Dolores’ mission to bring down Serac and the massive supercomputer divining the fate of the world via algorithm drives much of the season. But the question of her motives is always a murky one. Does she desire to lead a robot revolution to overthrow humanity? Make a safe space for herself and her fellow robot-kind? Or something else entirely?

At the end of the season, Dolores insists her actions have been altruistic ones. That she believes in free will, and wants humanity to do the work to forge a better future. She’s choosing to see the beauty in the world, remembering the kindness and love of her many lives, rather than violence and pain. And the mental image that Dolores returns to again and again is William—both as his younger self and the older Man in Black—picking up a can in the street. It’s much the same way that Westworld keeps returning to this character repeatedly, even when virtually all narrative logic says his story should be over.

Perhaps it’s simply sentiment. William was Dolores’ first love, her first great betrayer, and the key that unlocked her understanding of both her own consciousness and the world around her. Their relationship is a linchpin in her life, after all, for both good and ill. But this is Westworld; and nothing’s ever that simple.

The Man in Black was an iconic figure in Season 1, an over-the-top Wild West villain come to life who spent much of his time venting his inner darkness on the park’s host population and chasing in-game mysteries only he ever thought existed. But as the show shifted into the real world, it felt as though the character was something best left behind with the big hats and horses in the park.

But he wasn’t. Granted, William did have something of a reduced presence this season, but his character remains a constant even as his arc is increasingly disconnected from Westworld’s main narrative. If we’re honest, Season 3’s story could have very easily happened without him, and one of the big questions of this season is what, precisely, William is doing here at all.

Like virtually everything else on this show, the answer to that is unclear. Yet, in a season that espouses the idea of choice, it makes sense that Dolores and William, the two characters who have insisted on the inviolate nature of their own identities, are at the center of it.

“You’ve done terrible things and you’ve done generous things.

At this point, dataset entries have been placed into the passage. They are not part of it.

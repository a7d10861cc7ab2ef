//! # vmkeeper Common
//!
//! Shared utilities for vmkeeper components.
//!
//! ## Logging
//!
//! ```rust
//! vmkeeper_common::init_logging("info").unwrap();
//! tracing::info!(vm_name = "web-1", "Provisioning server");
//! ```

pub mod logging;

pub use logging::{init_logging, init_logging_json};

She didn’t choose you for your capacity for violence, but for your capacity to choose.” Maeve says these words to Caleb in the Season 3 finale, but they’re an echo of a story we’ve seen before.

Throughout Season 3, Westworld has drawn repeated parallels between Dolores’s relationship with Caleb and her connection to William. Their first meeting is an almost shot-for-shot recreation of the Season 1 scene in which William catches a fainting Dolores. Caleb’s constantly going on about looking for something “real” in a world that’s full of false gods, much as William’s search was about finding something “true” in a land built on lies.
?Like Caleb, William’s continued insistence on his own self-determination has always been a strangely hopeful aspect of his character. Both men have done awful things. But both have also shown us repeatedly that it’s possible to be both a good man, a bad one, and something in between over the course of one’s life story. Caleb was a murderer for hire before he was chosen by Dolores as humanity’s savior. William was once a boy who loved a girl, and a man who tried to do good in the real world, even as he lost himself to darkness in the park.

In one of the few extended sequences we get with the character in Season 3, we watch William both confront his past selves, and attempt to choose who he’ll be going forward. Granted, that choice involves him metaphorically beating every other aspect of himself to death with a chair, but no one ever said self-actualization is easy. William declares himself “the good guy” of his own story, now determined to save the world by ridding it of the robot plague he helped bring into being. Your mileage may vary on whether that’s a commendable decision—Westworld itself certainly doesn’t seem to think so—but there’s something compelling about a William who still thinks there’s a way back to being a good person. To being a hero.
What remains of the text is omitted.